The major challenge in improving the quality of death statistics in particular is the complex nature of death reporting itself, with many steps performed by many actors from start to finish (our 2013 report, outlines the process in detail here). When a death occurs, data providers—funeral homes for demographic data and physicians, coroners, and medical examiners for cause of death data—submit data to the vital records jurisdiction to be reviewed and official registered. As STATELINE reports:
Although death certificates are roughly standard nationwide, the professionals who fill them out and the agencies they report to vary widely from state to state. As a result, the accuracy, timeliness and specificity of death certificates varies. In many states, inadequate funding for vital statistics and death investigations is also an issue…In many states, a chief medical examiner, typically working within the state health department, ensures standards in determining the cause of death. Others have county medical examiners or elected coroners, or a hybrid system of both…States with centralized systems and medical examiners trained in medicine and forensic pathology are more complete in reporting details about the cause of death…
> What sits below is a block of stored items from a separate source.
//! The per-partition snapshot-isolation transaction module: verb handlers
//! over a multi-version indexer, a read cache and a transaction-record table,
//! with conflicts arbitrated by the deterministic push protocol.

pub mod module;
mod module_query;
mod module_write;
pub mod peers;
pub mod push;

pub use module::{PartitionModule, PartitionState};
pub use peers::PeerRouter;
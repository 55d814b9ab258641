//! TPC-C-style schemas and key builders for the workload driver.

use kestrel_common::schema::{FieldDef, FieldType, FieldValue, Schema, SerializedRow};
use kestrel_common::types::Key;

pub const WAREHOUSE: &str = "warehouse";
pub const DISTRICT: &str = "district";
pub const CUSTOMER: &str = "customer";
pub const ITEM: &str = "item";
pub const STOCK: &str = "stock";
pub const ORDER: &str = "order";

fn k(field: &FieldValue) -> String {
    field.to_key_string().expect("keyable field")
}

pub fn all_schemas() -> Vec<Schema> {
    vec![
        Schema {
            name: WAREHOUSE.into(),
            version: 1,
            fields: vec![
                FieldDef::new("w_id", FieldType::Int32),
                FieldDef::new("name", FieldType::String),
                FieldDef::new("ytd", FieldType::Float64),
            ],
            partition_key_fields: vec![0],
            range_key_fields: vec![],
        },
        Schema {
            name: DISTRICT.into(),
            version: 1,
            fields: vec![
                FieldDef::new("w_id", FieldType::Int32),
                FieldDef::new("d_id", FieldType::Int32),
                FieldDef::new("next_o_id", FieldType::Int64),
                FieldDef::new("ytd", FieldType::Float64),
            ],
            partition_key_fields: vec![0],
            range_key_fields: vec![1],
        },
        Schema {
            name: CUSTOMER.into(),
            version: 1,
            fields: vec![
                FieldDef::new("w_id", FieldType::Int32),
                FieldDef::new("d_id", FieldType::Int32),
                FieldDef::new("c_id", FieldType::Int32),
                FieldDef::new("name", FieldType::String),
                FieldDef::new("balance", FieldType::Float64),
            ],
            partition_key_fields: vec![0],
            range_key_fields: vec![1, 2],
        },
        Schema {
            name: ITEM.into(),
            version: 1,
            fields: vec![
                FieldDef::new("i_id", FieldType::Int32),
                FieldDef::new("name", FieldType::String),
                FieldDef::new("price", FieldType::Float64),
            ],
            partition_key_fields: vec![0],
            range_key_fields: vec![],
        },
        Schema {
            name: STOCK.into(),
            version: 1,
            fields: vec![
                FieldDef::new("w_id", FieldType::Int32),
                FieldDef::new("i_id", FieldType::Int32),
                FieldDef::new("quantity", FieldType::Int64),
            ],
            partition_key_fields: vec![0],
            range_key_fields: vec![1],
        },
        Schema {
            name: ORDER.into(),
            version: 1,
            fields: vec![
                FieldDef::new("w_id", FieldType::Int32),
                FieldDef::new("d_id", FieldType::Int32),
                FieldDef::new("o_id", FieldType::Int64),
                FieldDef::new("c_id", FieldType::Int32),
                FieldDef::new("delivered", FieldType::Bool),
            ],
            partition_key_fields: vec![0],
            range_key_fields: vec![1, 2],
        },
    ]
}

/// Encode a warehouse id the way partition range ends are derived.
pub fn warehouse_range_key(w_id: i32) -> String {
    k(&FieldValue::Int32(w_id))
}

pub fn warehouse_key(w_id: i32) -> Key {
    Key::new(WAREHOUSE, k(&FieldValue::Int32(w_id)), "")
}

pub fn warehouse_row(w_id: i32, ytd: f64) -> SerializedRow {
    SerializedRow::full(vec![
        FieldValue::Int32(w_id),
        FieldValue::String(format!("warehouse-{w_id}")),
        FieldValue::Float64(ytd),
    ])
}

pub fn district_key(w_id: i32, d_id: i32) -> Key {
    Key::new(
        DISTRICT,
        k(&FieldValue::Int32(w_id)),
        k(&FieldValue::Int32(d_id)),
    )
}

pub fn district_row(w_id: i32, d_id: i32, next_o_id: i64, ytd: f64) -> SerializedRow {
    SerializedRow::full(vec![
        FieldValue::Int32(w_id),
        FieldValue::Int32(d_id),
        FieldValue::Int64(next_o_id),
        FieldValue::Float64(ytd),
    ])
}

pub fn customer_key(w_id: i32, d_id: i32, c_id: i32) -> Key {
    Key::new(
        CUSTOMER,
        k(&FieldValue::Int32(w_id)),
        format!(
            "{}{}",
            k(&FieldValue::Int32(d_id)),
            k(&FieldValue::Int32(c_id))
        ),
    )
}

pub fn customer_row(w_id: i32, d_id: i32, c_id: i32, balance: f64) -> SerializedRow {
    SerializedRow::full(vec![
        FieldValue::Int32(w_id),
        FieldValue::Int32(d_id),
        FieldValue::Int32(c_id),
        FieldValue::String(format!("customer-{w_id}-{d_id}-{c_id}")),
        FieldValue::Float64(balance),
    ])
}

pub fn item_key(i_id: i32) -> Key {
    Key::new(ITEM, k(&FieldValue::Int32(i_id)), "")
}

pub fn item_row(i_id: i32, price: f64) -> SerializedRow {
    SerializedRow::full(vec![
        FieldValue::Int32(i_id),
        FieldValue::String(format!("item-{i_id}")),
        FieldValue::Float64(price),
    ])
}

pub fn stock_key(w_id: i32, i_id: i32) -> Key {
    Key::new(
        STOCK,
        k(&FieldValue::Int32(w_id)),
        k(&FieldValue::Int32(i_id)),
    )
}

pub fn stock_row(w_id: i32, i_id: i32, quantity: i64) -> SerializedRow {
    SerializedRow::full(vec![
        FieldValue::Int32(w_id),
        FieldValue::Int32(i_id),
        FieldValue::Int64(quantity),
    ])
}

pub fn order_key(w_id: i32, d_id: i32, o_id: i64) -> Key {
    Key::new(
        ORDER,
        k(&FieldValue::Int32(w_id)),
        format!(
            "{}{}",
            k(&FieldValue::Int32(d_id)),
            k(&FieldValue::Int64(o_id))
        ),
    )
}

pub fn order_row(w_id: i32, d_id: i32, o_id: i64, c_id: i32, delivered: bool) -> SerializedRow {
    SerializedRow::full(vec![
        FieldValue::Int32(w_id),
        FieldValue::Int32(d_id),
        FieldValue::Int64(o_id),
        FieldValue::Int32(c_id),
        FieldValue::Bool(delivered),
    ])
}
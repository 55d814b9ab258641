use kestrel_common::api::{Deadline, WriteRequest, WriteResponse};
use kestrel_common::error::{KestrelError, KestrelResult};
use kestrel_common::schema::{FieldValue, Schema, SerializedRow};
use kestrel_common::types::{DataRecord, RecordStatus, TxnId, TxnState};
use kestrel_storage::plog::PlogEntry;

use crate::module::{PartitionModule, PartitionState};

enum PreparedWrite {
    /// A foreign write intent blocks this write; push its owner.
    Conflict(TxnId),
    /// The intent is in the indexer; these entries make it durable.
    Staged(Vec<PlogEntry>),
}

impl PartitionModule {
    /// Serve a write: stale-write and read-barrier checks, write-intent
    /// conflict arbitration, partial-update assembly, then durable intent
    /// creation.
    pub async fn handle_write(
        &self,
        req: WriteRequest,
        deadline: Deadline,
    ) -> KestrelResult<WriteResponse> {
        self.validate_partition(&req.collection, &req.pvid, &req.key)?;
        if req.key.partition_key.is_empty() {
            return Err(KestrelError::BadParameter(
                "missing partition key in write request".into(),
            ));
        }
        self.validate_retention(&req.mtr)?;
        let schema = self.schema(&req.key.schema_name, req.schema_version)?;
        if req.designate_trh && !self.partition.owns(&req.trh_key) {
            return Err(KestrelError::BadParameter(
                "TRH designation must arrive at the partition owning the TRH key".into(),
            ));
        }
        let txn_id = TxnId {
            trh_key: req.trh_key.clone(),
            mtr: req.mtr,
        };

        let mut push_budget = self.config.push_retries;
        loop {
            self.check_deadline(&deadline)?;

            // All checks and the indexer insert happen in one critical
            // section; durability follows, and the intent is withdrawn if
            // the append fails.
            let prepared = {
                let mut state = self.lock_state();
                self.prepare_write(&mut state, &req, &schema, &txn_id)?
            };
            let to_persist = match prepared {
                PreparedWrite::Conflict(incumbent) => {
                    if push_budget == 0 {
                        return Err(KestrelError::AbortConflict(incumbent));
                    }
                    push_budget -= 1;
                    if !self
                        .do_push(&req.collection, &req.key, incumbent.clone(), req.mtr, deadline)
                        .await?
                    {
                        return Err(KestrelError::AbortConflict(incumbent));
                    }
                    continue;
                }
                PreparedWrite::Staged(entries) => entries,
            };

            let mut persist_result = Ok(());
            for entry in to_persist {
                if let Err(e) = self.plog.append(entry).await {
                    persist_result = Err(e);
                    break;
                }
            }
            if persist_result.is_ok() {
                persist_result = self.plog.flush().await;
            }
            if let Err(e) = persist_result {
                let mut state = self.lock_state();
                let ours = matches!(
                    state.indexer.latest(&req.key),
                    Some(r) if r.is_write_intent() && r.txn_id == txn_id
                );
                if ours {
                    state.indexer.pop_front(&req.key);
                }
                e.log_if_fatal();
                return Err(e);
            }
            return Ok(WriteResponse::default());
        }
    }

    fn prepare_write(
        &self,
        state: &mut PartitionState,
        req: &WriteRequest,
        schema: &Schema,
        txn_id: &TxnId,
    ) -> KestrelResult<PreparedWrite> {
        // A foreign write intent at the front means a write-write race; the
        // push protocol decides who survives.
        if let Some(front) = state.indexer.latest(&req.key) {
            if front.is_write_intent() && front.txn_id != *txn_id {
                return Ok(PreparedWrite::Conflict(front.txn_id.clone()));
            }
        }

        // Read-before-write barrier. Timestamps are TSO-unique, so an equal
        // read timestamp can only be this transaction's own read and does
        // not block the write.
        let max_read = state.read_cache.check_key(&req.key);
        if max_read.compare_certain(&req.mtr.timestamp).is_gt() {
            return Err(KestrelError::AbortRequestTooOld(format!(
                "key {} was read at {max_read}, write at {}",
                req.key, req.mtr.timestamp
            )));
        }
        // Below the eviction watermark nothing is attributable: reads at or
        // above the write timestamp may have been evicted, so reject.
        let watermark = state.read_cache.min_tracked();
        if watermark.compare_certain(&req.mtr.timestamp).is_ge() {
            return Err(KestrelError::AbortRequestTooOld(format!(
                "write at {} is not above the read-cache watermark {watermark}",
                req.mtr.timestamp
            )));
        }

        // Committed history must stay strictly decreasing.
        if let Some(committed) = state.indexer.latest_committed(&req.key) {
            if committed
                .timestamp()
                .compare_certain(&req.mtr.timestamp)
                .is_ge()
            {
                return Err(KestrelError::AbortRequestTooOld(format!(
                    "key {} has a committed version at {}",
                    req.key,
                    committed.timestamp()
                )));
            }
        }

        // Insert semantics: a live value visible at the write timestamp
        // (committed, or this transaction's own earlier write) conflicts.
        if req.reject_if_exists {
            if let Some(existing) = state.indexer.visible_at(&req.key, &req.mtr.timestamp) {
                if !existing.is_tombstone {
                    return Err(KestrelError::AbortConflict(existing.txn_id.clone()));
                }
            }
        }

        let value = match &req.fields_for_partial_update {
            Some(updated) => self.assemble_partial_update(state, req, schema, updated)?,
            None => {
                let mut fields = req.value.fields.clone();
                fields.resize(schema.fields.len(), None);
                SerializedRow::new(fields)
            }
        };

        let mut entries = Vec::with_capacity(2);

        // Transaction-record bookkeeping at the TRH.
        if req.designate_trh {
            let created_now = state.txns.get(txn_id).is_none();
            state.txns.create(txn_id.clone(), std::time::Instant::now())?;
            if created_now {
                entries.push(PlogEntry::TxnStateChange {
                    txn_id: txn_id.clone(),
                    state: TxnState::InProgress,
                });
            }
        }
        if let Some(record) = state.txns.get(txn_id) {
            if record.state != TxnState::InProgress {
                return Err(KestrelError::AbortConflict(txn_id.clone()));
            }
        }
        state.txns.record_write_key(txn_id, req.key.clone());

        // Re-writing our own key replaces the earlier intent.
        let own_front = matches!(
            state.indexer.latest(&req.key),
            Some(r) if r.is_write_intent() && r.txn_id == *txn_id
        );
        if own_front {
            state.indexer.pop_front(&req.key);
        }

        let record = DataRecord {
            value,
            is_tombstone: req.is_delete,
            schema_version: req.schema_version,
            txn_id: txn_id.clone(),
            status: RecordStatus::WriteIntent,
        };
        entries.push(PlogEntry::WriteIntent {
            key: req.key.clone(),
            txn_id: txn_id.clone(),
            schema_version: record.schema_version,
            value: record.value.clone(),
            is_tombstone: record.is_tombstone,
        });
        state.indexer.insert_version(req.key.clone(), record);
        Ok(PreparedWrite::Staged(entries))
    }

    /// Expand a partial update into a full row: explicitly updated fields
    /// come from the request, everything else from the newest visible
    /// version, translated across schema versions by field name and type.
    fn assemble_partial_update(
        &self,
        state: &PartitionState,
        req: &WriteRequest,
        schema: &Schema,
        updated: &[u32],
    ) -> KestrelResult<SerializedRow> {
        let base = state
            .indexer
            .visible_at(&req.key, &req.mtr.timestamp)
            .filter(|r| !r.is_tombstone)
            .ok_or_else(|| {
                KestrelError::BadParameter(format!(
                    "partial update of {} has no previous version",
                    req.key
                ))
            })?;

        let mut fields: Vec<Option<FieldValue>> = req.value.fields.clone();
        fields.resize(schema.fields.len(), None);

        if base.schema_version == req.schema_version {
            for (idx, slot) in fields.iter_mut().enumerate() {
                if slot.is_none() && !updated.contains(&(idx as u32)) {
                    *slot = base.value.get(idx).cloned();
                }
            }
        } else {
            let base_schema = self.schema(&req.key.schema_name, base.schema_version)?;
            for (idx, slot) in fields.iter_mut().enumerate() {
                if slot.is_none() && !updated.contains(&(idx as u32)) {
                    let def = &schema.fields[idx];
                    if let Some(base_idx) = base_schema.find_field(&def.name, def.field_type) {
                        *slot = base.value.get(base_idx).cloned();
                    }
                }
            }
        }

        let row = SerializedRow::new(fields);
        if schema.partition_key_of(&row).is_none() || schema.range_key_of(&row).is_none() {
            return Err(KestrelError::BadParameter(format!(
                "partial update of {} leaves a key field unset",
                req.key
            )));
        }
        Ok(row)
    }
}
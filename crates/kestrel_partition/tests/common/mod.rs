//! In-process two-partition harness for exercising the transaction module
//! end to end: a loopback peer router over a range partition map, a stub
//! timestamp source, and request builders.
#![allow(dead_code)] // not every helper is used by every test binary

use std::collections::HashMap;
use std::sync::atomic::{AtomicU64, Ordering};
use std::sync::Arc;
use std::time::Duration;

use async_trait::async_trait;
use parking_lot::Mutex;

use kestrel_common::api::{
    Deadline, EndAction, PushSchemaRequest, QueryRequest, ReadRequest, TxnEndRequest,
    TxnFinalizeRequest, TxnFinalizeResponse, TxnHeartbeatRequest, TxnPushRequest,
    TxnPushResponse, WriteRequest,
};
use kestrel_common::collection::{
    CollectionCapacity, CollectionMetadata, HashScheme, PartitionMap, StorageDriver,
};
use kestrel_common::config::PartitionConfig;
use kestrel_common::error::{KestrelError, KestrelResult};
use kestrel_common::schema::{FieldDef, FieldType, FieldValue, Schema, SerializedRow};
use kestrel_common::transport::TimestampSource;
use kestrel_common::types::{Key, Mtr, Priority, Timestamp, TxnId};
use kestrel_partition::{PartitionModule, PeerRouter};
use kestrel_storage::MemPlog;

pub const COLLECTION: &str = "testcoll";
pub const SCHEMA: &str = "kv";

pub struct StubTso {
    next: AtomicU64,
}

impl StubTso {
    pub fn new() -> Self {
        Self {
            next: AtomicU64::new(1_000_000),
        }
    }
}

#[async_trait]
impl TimestampSource for StubTso {
    async fn now_timestamp(&self) -> KestrelResult<Timestamp> {
        Ok(Timestamp::new(
            self.next.fetch_add(1, Ordering::SeqCst),
            0,
            1,
        ))
    }
}

/// Routes push/finalize between in-process modules by key, the way the
/// cluster's routed transport does over the wire.
pub struct LoopbackRouter {
    map: PartitionMap,
    modules: Mutex<HashMap<String, Arc<PartitionModule>>>,
}

impl LoopbackRouter {
    pub fn new(map: PartitionMap) -> Arc<Self> {
        Arc::new(Self {
            map,
            modules: Mutex::new(HashMap::new()),
        })
    }

    pub fn register(&self, endpoint: &str, module: Arc<PartitionModule>) {
        self.modules.lock().insert(endpoint.to_string(), module);
    }

    fn resolve(&self, key: &Key) -> KestrelResult<(Arc<PartitionModule>, kestrel_common::collection::Pvid)> {
        let desc = self
            .map
            .get_partition_for_key(key, false, false)
            .ok_or_else(|| KestrelError::ServiceUnavailable("no partition for key".into()))?;
        let module = self
            .modules
            .lock()
            .get(&desc.endpoint)
            .cloned()
            .ok_or_else(|| KestrelError::ServiceUnavailable("endpoint not registered".into()))?;
        Ok((module, desc.pvid))
    }
}

#[async_trait]
impl PeerRouter for LoopbackRouter {
    async fn txn_push(
        &self,
        _collection: &str,
        routing_key: &Key,
        mut req: TxnPushRequest,
        deadline: Deadline,
    ) -> KestrelResult<TxnPushResponse> {
        let (module, pvid) = self.resolve(routing_key)?;
        req.pvid = pvid;
        module.handle_txn_push(req, deadline).await
    }

    async fn txn_finalize(
        &self,
        _collection: &str,
        routing_key: &Key,
        mut req: TxnFinalizeRequest,
        deadline: Deadline,
    ) -> KestrelResult<TxnFinalizeResponse> {
        let (module, pvid) = self.resolve(routing_key)?;
        req.pvid = pvid;
        module.handle_txn_finalize(req, deadline).await
    }
}

pub struct Cluster {
    pub map: PartitionMap,
    pub modules: Vec<Arc<PartitionModule>>,
    pub plogs: Vec<Arc<MemPlog>>,
}

impl Cluster {
    /// Module + pvid owning `key`.
    pub fn owner(&self, key: &Key) -> (Arc<PartitionModule>, kestrel_common::collection::Pvid) {
        let desc = self.map.get_partition_for_key(key, false, false).unwrap();
        let module = self
            .modules
            .iter()
            .find(|m| m.descriptor().endpoint == desc.endpoint)
            .unwrap()
            .clone();
        (module, desc.pvid)
    }
}

pub fn test_metadata() -> CollectionMetadata {
    CollectionMetadata {
        name: COLLECTION.into(),
        hash_scheme: HashScheme::Range,
        storage_driver: StorageDriver::InMemory,
        capacity: CollectionCapacity::default(),
        retention_period: Duration::from_secs(3600),
        heartbeat_deadline: Duration::from_millis(200),
    }
}

pub fn kv_schema() -> Schema {
    Schema {
        name: SCHEMA.into(),
        version: 1,
        fields: vec![
            FieldDef::new("pk", FieldType::String),
            FieldDef::new("rk", FieldType::String),
            FieldDef::new("val", FieldType::String),
        ],
        partition_key_fields: vec![0],
        range_key_fields: vec![1],
    }
}

/// Build a range-partitioned cluster and push the kv schema everywhere.
pub async fn build_cluster(range_ends: &[&str]) -> Cluster {
    build_cluster_with_config(range_ends, PartitionConfig::default()).await
}

pub async fn build_cluster_with_config(range_ends: &[&str], config: PartitionConfig) -> Cluster {
    let endpoints: Vec<String> = (0..range_ends.len())
        .map(|i| format!("local://p{i}"))
        .collect();
    let ends: Vec<String> = range_ends.iter().map(|s| s.to_string()).collect();
    let map = PartitionMap::from_range_ends(&endpoints, &ends).unwrap();
    let router = LoopbackRouter::new(map.clone());
    let tso = Arc::new(StubTso::new());

    let mut modules = Vec::new();
    let mut plogs = Vec::new();
    for desc in &map.partitions {
        let plog = Arc::new(MemPlog::new());
        let module = PartitionModule::new(
            test_metadata(),
            desc.clone(),
            config.clone(),
            plog.clone(),
            router.clone(),
            tso.clone(),
        );
        router.register(&desc.endpoint, module.clone());
        modules.push(module);
        plogs.push(plog);
    }

    for module in &modules {
        module
            .handle_push_schema(
                PushSchemaRequest {
                    collection: COLLECTION.into(),
                    schema: kv_schema(),
                },
                deadline(),
            )
            .await
            .unwrap();
    }

    Cluster { map, modules, plogs }
}

pub fn deadline() -> Deadline {
    Deadline::after(Duration::from_secs(5))
}

pub fn mtr(end: u64, priority: Priority) -> Mtr {
    Mtr {
        timestamp: Timestamp::new(end, 0, 1),
        priority,
    }
}

pub fn key(pk: &str) -> Key {
    Key::new(SCHEMA, pk, "")
}

pub fn row(pk: &str, val: &str) -> SerializedRow {
    SerializedRow::full(vec![
        FieldValue::String(pk.into()),
        FieldValue::String("".into()),
        FieldValue::String(val.into()),
    ])
}

pub fn val_of(row: &SerializedRow) -> Option<&str> {
    match row.get(2) {
        Some(FieldValue::String(s)) => Some(s.as_str()),
        _ => None,
    }
}

impl Cluster {
    pub async fn read(&self, k: &Key, m: Mtr) -> KestrelResult<SerializedRow> {
        let (module, pvid) = self.owner(k);
        module
            .handle_read(
                ReadRequest {
                    collection: COLLECTION.into(),
                    pvid,
                    key: k.clone(),
                    mtr: m,
                },
                deadline(),
            )
            .await
            .map(|r| r.value)
    }

    /// Write through the owning partition. `trh` is the transaction's TRH
    /// key; `designate` marks the first write.
    pub async fn write(
        &self,
        k: &Key,
        value: SerializedRow,
        m: Mtr,
        trh: &Key,
        designate: bool,
    ) -> KestrelResult<()> {
        let (module, pvid) = self.owner(k);
        module
            .handle_write(
                WriteRequest {
                    collection: COLLECTION.into(),
                    pvid,
                    key: k.clone(),
                    mtr: m,
                    trh_key: trh.clone(),
                    designate_trh: designate,
                    schema_version: 1,
                    value,
                    is_delete: false,
                    reject_if_exists: false,
                    fields_for_partial_update: None,
                },
                deadline(),
            )
            .await
            .map(|_| ())
    }

    pub async fn end(
        &self,
        txn_id: &TxnId,
        action: EndAction,
        write_keys: Vec<Key>,
    ) -> KestrelResult<()> {
        let (module, pvid) = self.owner(&txn_id.trh_key);
        module
            .handle_txn_end(
                TxnEndRequest {
                    collection: COLLECTION.into(),
                    pvid,
                    txn_id: txn_id.clone(),
                    action,
                    write_keys,
                },
                deadline(),
            )
            .await
            .map(|_| ())
    }

    pub async fn heartbeat(&self, txn_id: &TxnId) -> KestrelResult<Option<kestrel_common::types::TxnState>> {
        let (module, pvid) = self.owner(&txn_id.trh_key);
        module
            .handle_txn_heartbeat(
                TxnHeartbeatRequest {
                    collection: COLLECTION.into(),
                    pvid,
                    txn_id: txn_id.clone(),
                },
                deadline(),
            )
            .await
            .map(|r| r.terminal_state)
    }

    pub async fn query(&self, req: QueryRequest) -> KestrelResult<kestrel_common::api::QueryResponse> {
        let probe = if req.start.partition_key.is_empty() {
            Key::new(SCHEMA, "", "")
        } else {
            req.start.clone()
        };
        let desc = self
            .map
            .get_partition_for_key(&probe, req.reverse, req.exclusive_start)
            .unwrap();
        let module = self
            .modules
            .iter()
            .find(|m| m.descriptor().endpoint == desc.endpoint)
            .unwrap();
        let mut req = req;
        req.pvid = desc.pvid;
        module.handle_query(req, deadline()).await
    }

    /// Write one committed value: a single-key transaction, written and
    /// ended inline.
    pub async fn put_committed(&self, k: &Key, val: &str, end_ts: u64) -> KestrelResult<()> {
        let m = mtr(end_ts, Priority::MEDIUM);
        let txn_id = TxnId {
            trh_key: k.clone(),
            mtr: m,
        };
        self.write(k, row(&k.partition_key, val), m, k, true).await?;
        self.end(&txn_id, EndAction::Commit, vec![k.clone()]).await
    }
}

pub fn txn(trh: &Key, end: u64, priority: Priority) -> (TxnId, Mtr) {
    let m = mtr(end, priority);
    (
        TxnId {
            trh_key: trh.clone(),
            mtr: m,
        },
        m,
    )
}
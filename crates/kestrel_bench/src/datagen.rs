//! Initial data load: warehouses, districts, customers, items and stock,
//! written through ordinary transactions so the load path exercises the same
//! machinery as the mix.

use kestrel_client::{KestrelClient, TxnOptions};
use kestrel_common::error::KestrelResult;

use crate::schema;

pub const DISTRICTS_PER_WAREHOUSE: i32 = 4;
pub const CUSTOMERS_PER_DISTRICT: i32 = 10;
pub const ITEM_COUNT: i32 = 100;
const ROWS_PER_LOAD_TXN: usize = 32;

pub async fn load(client: &KestrelClient, collection: &str, warehouses: i32) -> KestrelResult<()> {
    let mut pending: Vec<(kestrel_common::types::Key, kestrel_common::schema::SerializedRow)> =
        Vec::new();

    for i_id in 1..=ITEM_COUNT {
        pending.push((
            schema::item_key(i_id),
            schema::item_row(i_id, f64::from(i_id % 97) + 1.0),
        ));
    }
    for w_id in 1..=warehouses {
        pending.push((schema::warehouse_key(w_id), schema::warehouse_row(w_id, 0.0)));
        for d_id in 1..=DISTRICTS_PER_WAREHOUSE {
            pending.push((
                schema::district_key(w_id, d_id),
                schema::district_row(w_id, d_id, 1, 0.0),
            ));
            for c_id in 1..=CUSTOMERS_PER_DISTRICT {
                pending.push((
                    schema::customer_key(w_id, d_id, c_id),
                    schema::customer_row(w_id, d_id, c_id, 1_000.0),
                ));
            }
        }
        for i_id in 1..=ITEM_COUNT {
            pending.push((
                schema::stock_key(w_id, i_id),
                schema::stock_row(w_id, i_id, 100),
            ));
        }
    }

    let total = pending.len();
    for chunk in pending.chunks(ROWS_PER_LOAD_TXN) {
        let mut txn = client.begin(TxnOptions::default()).await?;
        for (key, row) in chunk {
            txn.write(collection, key, row.clone(), 1).await?;
        }
        txn.commit(collection).await?;
    }
    tracing::info!(rows = total, warehouses, "data load complete");
    Ok(())
}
Many vital records jurisdictions haven't the resources to expand technical assistance to medical certifiers including physicians, medical examiners, and coroners. A STATELINE article from last year also chronicled these challenges, and states' efforts to address them.
NAPHSIS has turned its attention to encouraging lawmakers to invest in efforts that will improve vital statistics data quality, including for example, efforts to educate medical certifiers about electronic death registration systems and encouraging their widespread use. Many medical certifiers do not fully understand that the information they enter on the death certificate is critical to identify public health problems like drug overdoses, and that providing complete, accurate, and detailed information on each death certificate is essential. Unfortunately, state vital records offices generally do not have adequate resources to get this message across to all medical certifiers. There needs to be a broader recognition among policymakers and funding authorities that investing in public health data systems like vital records is critical so that we can measure the effectiveness of our prevention efforts.